Failure to diagnose is one of the most common causes for medical malpractice claims. The wrong diagnosis or a missed diagnosis can mean the difference between life and death for a lot of people. A person diagnosed with stage two breast cancer might have a survival rate of 82 percent, while that same person diagnosed at stage four might have a survival rate of just 15 percent. Doctors are trusted to not just make things better, but to prevent life-altering or life-taking diseases. A doctor who has all the information and resources necessary to make an accurate diagnosis but who fails to do so can and should be charged with medical malpractice.

Woman Wins $15 Million in Breast Cancer Case

Cancer is a prime example of when failure to diagnose can cause life-altering and irreversible effects. One such case was heard back in 2012, when a 40-year-old mother of three went to her doctor because of a lump in her breast and was told it was “nothing but a clogged milk duct.”

The woman first felt a lump the size of a marble in her breast during a self-exam in 2002. She scheduled an appointment with Dr. Paul R. Fisher at the Carol Baldwin Breast Cancer Center in Stony Brook, N.Y., where she underwent a mammography. Dr. Fisher told her not to worry, that the lump was a clogged milk duct that developed after she recently finished breast feeding her third child. Sixteen months later, the lump had grown, and so she returned to the same doctor, who then diagnosed her with breast cancer.

According to the woman’s attorney, his client had taken comfort in Fisher’s initial diagnosis and simply thought that the “milk duct” was infected. She held onto this false sense of hope until her second appointment in February of 2004. By that time, the cancer had spread to her lymph nodes.
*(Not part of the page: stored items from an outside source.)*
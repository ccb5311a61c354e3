use crate::config::MAX_HORIZON_DAYS;
use crate::context::AppContext;
use crate::models::InstrumentResult;
use anyhow::{anyhow, Context, Result};
use log::{info, warn};
use std::path::Path;

pub async fn run(app: &AppContext, days: Option<i64>, output: Option<&Path>) -> Result<()> {
    let days = days.unwrap_or(app.config().backtest_days);
    if days <= 0 || days > MAX_HORIZON_DAYS {
        return Err(anyhow!(
            "Backtest horizon must be between 1 and {} days (got {})",
            MAX_HORIZON_DAYS,
            days
        ));
    }

    let symbols = &app.config().symbols;
    info!(
        "Running {}-day backtest for {} instrument(s): {}",
        days,
        symbols.len(),
        symbols.join(", ")
    );
    let engine = app.backtest_engine().await?;
    let report = engine.run(symbols, days).await?;

    for (symbol, result) in &report {
        match result {
            InstrumentResult::Completed(outcome) => info!(
                "{}: final balance {:.2} (from {:.2}), {} trade(s), {} skipped bar(s)",
                symbol,
                outcome.balance,
                outcome.initial_balance,
                outcome.trades.len(),
                outcome.skipped_bars
            ),
            InstrumentResult::Failed { error } => warn!("{}: {}", symbol, error),
        }
    }

    if let Some(path) = output {
        let json = serde_json::to_string_pretty(&report).context("failed to serialize report")?;
        std::fs::write(path, json)
            .with_context(|| format!("failed to write backtest report to {}", path.display()))?;
        info!("Backtest report written to {}", path.display());
    }

    Ok(())
}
After she underwent chemotherapy, a mastectomy, and radiation treatments to fight the cancer, it has spread to her bloodstream and metastasized to her bones.
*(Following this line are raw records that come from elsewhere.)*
use crate::error::{EngineError, EngineResult};
use crate::retry::RetryPolicy;
use std::collections::HashMap;
use std::path::PathBuf;
use std::time::Duration;

const DEFAULT_SYMBOLS: [&str; 5] = ["SPY", "AAPL", "MSFT", "GOOGL", "AMZN"];
const DEFAULT_NEWS_QUERIES: [(&str, &str); 5] = [
    ("SPY", "S&P 500 OR stock market"),
    ("AAPL", "Apple OR AAPL"),
    ("MSFT", "Microsoft OR MSFT"),
    ("GOOGL", "Google OR Alphabet OR GOOGL"),
    ("AMZN", "Amazon OR AMZN"),
];
const NEWS_QUERY_PREFIX: &str = "NEWS_QUERY_";
const DEFAULT_POLYGON_BASE_URL: &str = "https://api.polygon.io";
const DEFAULT_NEWS_API_BASE_URL: &str = "https://newsapi.org";
const DEFAULT_MODEL_PATH: &str = "enhanced_model.json";
/// Longest accepted backtest or lookback horizon.
pub const MAX_HORIZON_DAYS: i64 = 36_500;

/// Policy knobs of the trade-execution rule.
#[derive(Debug, Clone)]
pub struct TradingRules {
    pub buy_threshold: f64,
    pub sell_threshold: f64,
    /// Fraction of the current cash balance committed by a BUY.
    pub trade_size_ratio: f64,
    pub initial_balance: f64,
    pub warmup_bars: usize,
}

impl Default for TradingRules {
    fn default() -> Self {
        Self {
            buy_threshold: 0.55,
            sell_threshold: 0.45,
            trade_size_ratio: 0.10,
            initial_balance: 10_000.0,
            warmup_bars: 30,
        }
    }
}

/// Process-wide configuration, built once at start-up and passed by reference.
#[derive(Debug, Clone)]
pub struct AppConfig {
    pub symbols: Vec<String>,
    pub news_queries: HashMap<String, String>,
    pub max_calls_per_minute: u32,
    pub backtest_days: i64,
    pub live_lookback_days: i64,
    pub database_url: Option<String>,
    pub polygon_api_key: Option<String>,
    pub news_api_key: Option<String>,
    pub polygon_base_url: String,
    pub news_api_base_url: String,
    pub model_path: PathBuf,
    pub retry: RetryPolicy,
    pub trading: TradingRules,
    pub backtest_sentiment: f64,
}

impl Default for AppConfig {
    fn default() -> Self {
        Self {
            symbols: DEFAULT_SYMBOLS.iter().map(|s| s.to_string()).collect(),
            news_queries: default_news_queries(),
            max_calls_per_minute: 5,
            backtest_days: 365,
            live_lookback_days: 1,
            database_url: None,
            polygon_api_key: None,
            news_api_key: None,
            polygon_base_url: DEFAULT_POLYGON_BASE_URL.to_string(),
            news_api_base_url: DEFAULT_NEWS_API_BASE_URL.to_string(),
            model_path: PathBuf::from(DEFAULT_MODEL_PATH),
            retry: RetryPolicy::default(),
            trading: TradingRules::default(),
            backtest_sentiment: 0.0,
        }
    }
}

impl AppConfig {
    pub fn from_env() -> EngineResult<Self> {
        let settings: HashMap<String, String> = std::env::vars().collect();
        Self::from_settings_map(&settings)
    }

    pub fn from_settings_map(settings: &HashMap<String, String>) -> EngineResult<Self> {
        let defaults = Self::default();

        let symbols = match optional_setting(settings, "SYMBOLS") {
            Some(raw) => parse_symbol_list(raw),
            None => defaults.symbols.clone(),
        };
        if symbols.is_empty() {
            return Err(config_error("SYMBOLS must list at least one instrument"));
        }

        let mut news_queries = defaults.news_queries.clone();
        for (key, value) in settings {
            if let Some(symbol) = key.strip_prefix(NEWS_QUERY_PREFIX) {
                let query = value.trim();
                if !symbol.is_empty() && !query.is_empty() {
                    news_queries.insert(symbol.to_uppercase(), query.to_string());
                }
            }
        }

        let max_calls_per_minute = setting_usize(settings, "MAX_API_CALLS_PER_MINUTE", 5, 1)? as u32;
        let backtest_days = setting_days(settings, "BACKTEST_DAYS", 365)?;
        let live_lookback_days = setting_days(settings, "LIVE_LOOKBACK_DAYS", 1)?;

        let retry_max_attempts = setting_usize(settings, "RETRY_MAX_ATTEMPTS", 3, 1)? as u32;
        let retry_base_delay = setting_f64(settings, "RETRY_BASE_DELAY_SECS", 2.0, Some(0.0), None)?;
        let retry_max_delay = setting_f64(settings, "RETRY_MAX_DELAY_SECS", 10.0, Some(0.0), None)?;
        if retry_max_delay < retry_base_delay {
            return Err(config_error(format!(
                "RETRY_MAX_DELAY_SECS ({}) must be >= RETRY_BASE_DELAY_SECS ({})",
                retry_max_delay, retry_base_delay
            )));
        }

        let buy_threshold = setting_f64(settings, "BUY_THRESHOLD", 0.55, Some(0.0), Some(1.0))?;
        let sell_threshold = setting_f64(settings, "SELL_THRESHOLD", 0.45, Some(0.0), Some(1.0))?;
        if sell_threshold >= buy_threshold {
            return Err(config_error(format!(
                "SELL_THRESHOLD ({}) must be below BUY_THRESHOLD ({})",
                sell_threshold, buy_threshold
            )));
        }
        let trade_size_ratio = setting_f64(settings, "TRADE_SIZE_RATIO", 0.10, Some(0.0), Some(1.0))?;
        if trade_size_ratio <= 0.0 {
            return Err(config_error("TRADE_SIZE_RATIO must be greater than zero"));
        }
        let initial_balance = setting_f64(settings, "INITIAL_BALANCE", 10_000.0, Some(0.0), None)?;
        if initial_balance <= 0.0 {
            return Err(config_error("INITIAL_BALANCE must be greater than zero"));
        }
        let warmup_bars = setting_usize(settings, "WARMUP_BARS", 30, 0)?;
        let backtest_sentiment =
            setting_f64(settings, "BACKTEST_SENTIMENT", 0.0, Some(-1.0), Some(1.0))?;

        Ok(Self {
            symbols,
            news_queries,
            max_calls_per_minute,
            backtest_days,
            live_lookback_days,
            database_url: optional_setting(settings, "DATABASE_URL").map(str::to_string),
            polygon_api_key: optional_setting(settings, "POLYGON_API_KEY").map(str::to_string),
            news_api_key: optional_setting(settings, "NEWS_API_KEY").map(str::to_string),
            polygon_base_url: optional_setting(settings, "POLYGON_BASE_URL")
                .map(|value| value.trim_end_matches('/').to_string())
                .unwrap_or(defaults.polygon_base_url),
            news_api_base_url: optional_setting(settings, "NEWS_API_BASE_URL")
                .map(|value| value.trim_end_matches('/').to_string())
                .unwrap_or(defaults.news_api_base_url),
            model_path: optional_setting(settings, "MODEL_PATH")
                .map(PathBuf::from)
                .unwrap_or(defaults.model_path),
            retry: RetryPolicy::new(
                retry_max_attempts,
                Duration::from_secs_f64(retry_base_delay),
                Duration::from_secs_f64(retry_max_delay),
            ),
            trading: TradingRules {
                buy_threshold,
                sell_threshold,
                trade_size_ratio,
                initial_balance,
                warmup_bars,
            },
            backtest_sentiment,
        })
    }

    /// News query text for a symbol, falling back to the symbol itself.
    pub fn news_query<'a>(&'a self, symbol: &'a str) -> &'a str {
        self.news_queries
            .get(symbol)
            .map(String::as_str)
            .unwrap_or(symbol)
    }
}

fn default_news_queries() -> HashMap<String, String> {
    DEFAULT_NEWS_QUERIES
        .iter()
        .map(|(symbol, query)| (symbol.to_string(), query.to_string()))
        .collect()
}

fn parse_symbol_list(raw: &str) -> Vec<String> {
    let mut symbols: Vec<String> = Vec::new();
    for part in raw.split(|c: char| c == ',' || c.is_whitespace()) {
        let symbol = part.trim().to_uppercase();
        if !symbol.is_empty() && !symbols.contains(&symbol) {
            symbols.push(symbol);
        }
    }
    symbols
}

fn config_error<S: Into<String>>(message: S) -> EngineError {
    EngineError::Configuration(message.into())
}

fn optional_setting<'a>(settings: &'a HashMap<String, String>, key: &str) -> Option<&'a str> {
    settings
        .get(key)
        .map(|value| value.trim())
        .filter(|value| !value.is_empty())
}

fn setting_f64(
    settings: &HashMap<String, String>,
    key: &str,
    default: f64,
    min: Option<f64>,
    max: Option<f64>,
) -> EngineResult<f64> {
    let Some(raw) = optional_setting(settings, key) else {
        return Ok(default);
    };
    let value = raw
        .parse::<f64>()
        .map_err(|_| config_error(format!("Setting {} must be a number (value: {})", key, raw)))?;
    if !value.is_finite() {
        return Err(config_error(format!(
            "Setting {} must be finite (value: {})",
            key, raw
        )));
    }
    if let Some(min_value) = min {
        if value < min_value {
            return Err(config_error(format!(
                "Setting {} must be >= {} (value: {})",
                key, min_value, raw
            )));
        }
    }
    if let Some(max_value) = max {
        if value > max_value {
            return Err(config_error(format!(
                "Setting {} must be <= {} (value: {})",
                key, max_value, raw
            )));
        }
    }
    Ok(value)
}

fn setting_usize(
    settings: &HashMap<String, String>,
    key: &str,
    default: usize,
    min: usize,
) -> EngineResult<usize> {
    let Some(raw) = optional_setting(settings, key) else {
        return Ok(default);
    };
    let value = raw
        .parse::<f64>()
        .map_err(|_| config_error(format!("Setting {} must be a number (value: {})", key, raw)))?;
    if !value.is_finite() || value.fract() != 0.0 {
        return Err(config_error(format!(
            "Setting {} must be an integer (value: {})",
            key, raw
        )));
    }
    if value < min as f64 {
        return Err(config_error(format!(
            "Setting {} must be >= {} (value: {})",
            key, min, raw
        )));
    }
    Ok(value as usize)
}

fn setting_days(settings: &HashMap<String, String>, key: &str, default: i64) -> EngineResult<i64> {
    let days = setting_usize(settings, key, default as usize, 1)?;
    if days > MAX_HORIZON_DAYS as usize {
        return Err(config_error(format!(
            "Setting {} must be <= {} (value: {})",
            key, MAX_HORIZON_DAYS, days
        )));
    }
    Ok(days as i64)
}

#[cfg(test)]
mod tests {
    use super::*;

    fn settings(pairs: &[(&str, &str)]) -> HashMap<String, String> {
        pairs
            .iter()
            .map(|(k, v)| (k.to_string(), v.to_string()))
            .collect()
    }

    #[test]
    fn empty_settings_use_reference_defaults() {
        let config = AppConfig::from_settings_map(&HashMap::new()).unwrap();
        assert_eq!(config.symbols, vec!["SPY", "AAPL", "MSFT", "GOOGL", "AMZN"]);
        assert_eq!(config.max_calls_per_minute, 5);
        assert_eq!(config.backtest_days, 365);
        assert_eq!(config.retry.max_attempts, 3);
        assert_eq!(config.retry.base_delay, Duration::from_secs(2));
        assert_eq!(config.retry.max_delay, Duration::from_secs(10));
        assert!((config.trading.buy_threshold - 0.55).abs() < 1e-12);
        assert!((config.trading.sell_threshold - 0.45).abs() < 1e-12);
        assert!((config.trading.trade_size_ratio - 0.10).abs() < 1e-12);
        assert_eq!(config.news_query("AAPL"), "Apple OR AAPL");
        assert_eq!(config.news_query("TSLA"), "TSLA");
    }

    #[test]
    fn parses_symbols_and_news_queries() {
        let config = AppConfig::from_settings_map(&settings(&[
            ("SYMBOLS", "tsla, nvda tsla"),
            ("NEWS_QUERY_TSLA", "Tesla OR TSLA"),
            ("MAX_API_CALLS_PER_MINUTE", "2"),
        ]))
        .unwrap();
        assert_eq!(config.symbols, vec!["TSLA", "NVDA"]);
        assert_eq!(config.news_query("TSLA"), "Tesla OR TSLA");
        assert_eq!(config.news_query("NVDA"), "NVDA");
        assert_eq!(config.max_calls_per_minute, 2);
    }

    #[test]
    fn rejects_zero_rate_ceiling() {
        let err = AppConfig::from_settings_map(&settings(&[("MAX_API_CALLS_PER_MINUTE", "0")]))
            .unwrap_err();
        assert!(matches!(err, EngineError::Configuration(_)));
        assert!(err.is_fatal());
    }

    #[test]
    fn rejects_inverted_thresholds() {
        let err = AppConfig::from_settings_map(&settings(&[
            ("BUY_THRESHOLD", "0.4"),
            ("SELL_THRESHOLD", "0.6"),
        ]))
        .unwrap_err();
        assert!(err.to_string().contains("SELL_THRESHOLD"));
    }

    #[test]
    fn rejects_backoff_cap_below_floor() {
        let err = AppConfig::from_settings_map(&settings(&[
            ("RETRY_BASE_DELAY_SECS", "5"),
            ("RETRY_MAX_DELAY_SECS", "1"),
        ]))
        .unwrap_err();
        assert!(err.to_string().contains("RETRY_MAX_DELAY_SECS"));
    }

    #[test]
    fn rejects_horizons_beyond_limit() {
        let err = AppConfig::from_settings_map(&settings(&[("BACKTEST_DAYS", "100000000")]))
            .unwrap_err();
        assert!(err.to_string().contains("BACKTEST_DAYS"));
        let err = AppConfig::from_settings_map(&settings(&[("LIVE_LOOKBACK_DAYS", "36501")]))
            .unwrap_err();
        assert!(matches!(err, EngineError::Configuration(_)));
        let config =
            AppConfig::from_settings_map(&settings(&[("BACKTEST_DAYS", "36500")])).unwrap();
        assert_eq!(config.backtest_days, MAX_HORIZON_DAYS);
    }
}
Jurors sided with the woman and awarded her $15 million in damages.

For many, the case was especially moving because she had done everything right. She performed regular breast exams and scheduled a mammography when she thought she felt something unusual. In any other situation, the woman’s prognosis would have been a good one. At the time of her trial, it was “uncertain.” Two years after the verdict was handed down, the woman passed away.

Proving Medical Malpractice

Proving medical malpractice involves several factors. In addition to proving that the basic requirements existed (a patient/doctor relationship, negligence, causation, and damages), the patient and/or his or her family must be able to obtain expert testimonies from one or more professionals in the same line of work as the defendant. The expert must be able to attest to the fact that he or she would have made an accurate diagnosis given the same information, same training, and same medical history the original doctor was privy to. The expert must also show how he or she would have done things differently had the patient gone to him or her instead of the defendant.

For instance, one specialist in the woman’s case, a radiologist, explained that Fisher should have performed a sonogram and not just a mammogram. Mammograms are great for spotting cancer in older women, but in younger women with calcifications in their breasts, the radiation could easily pass through a cancer mass. Experts also agreed that further investigation should have performed given the size of the woman’s lump and the density of the mammogram image.

In addition to expert testimony, plaintiffs also need thorough medical records, images, and accurate accounts of how they were treated when they approached their medical professionals with their initial complaints.

What You Should Do in the Face of Medical Malpractice

This woman’s case was almost open and shut. A young woman complained of a lump and her doctor did not investigate it properly. She was diagnosed with breast cancer, cancer that happened to grow in the exact same area of her initial marble-sized lump, just 16 months later. Though Fisher and his legal team tried to deny the evidence, the facts were indisputable.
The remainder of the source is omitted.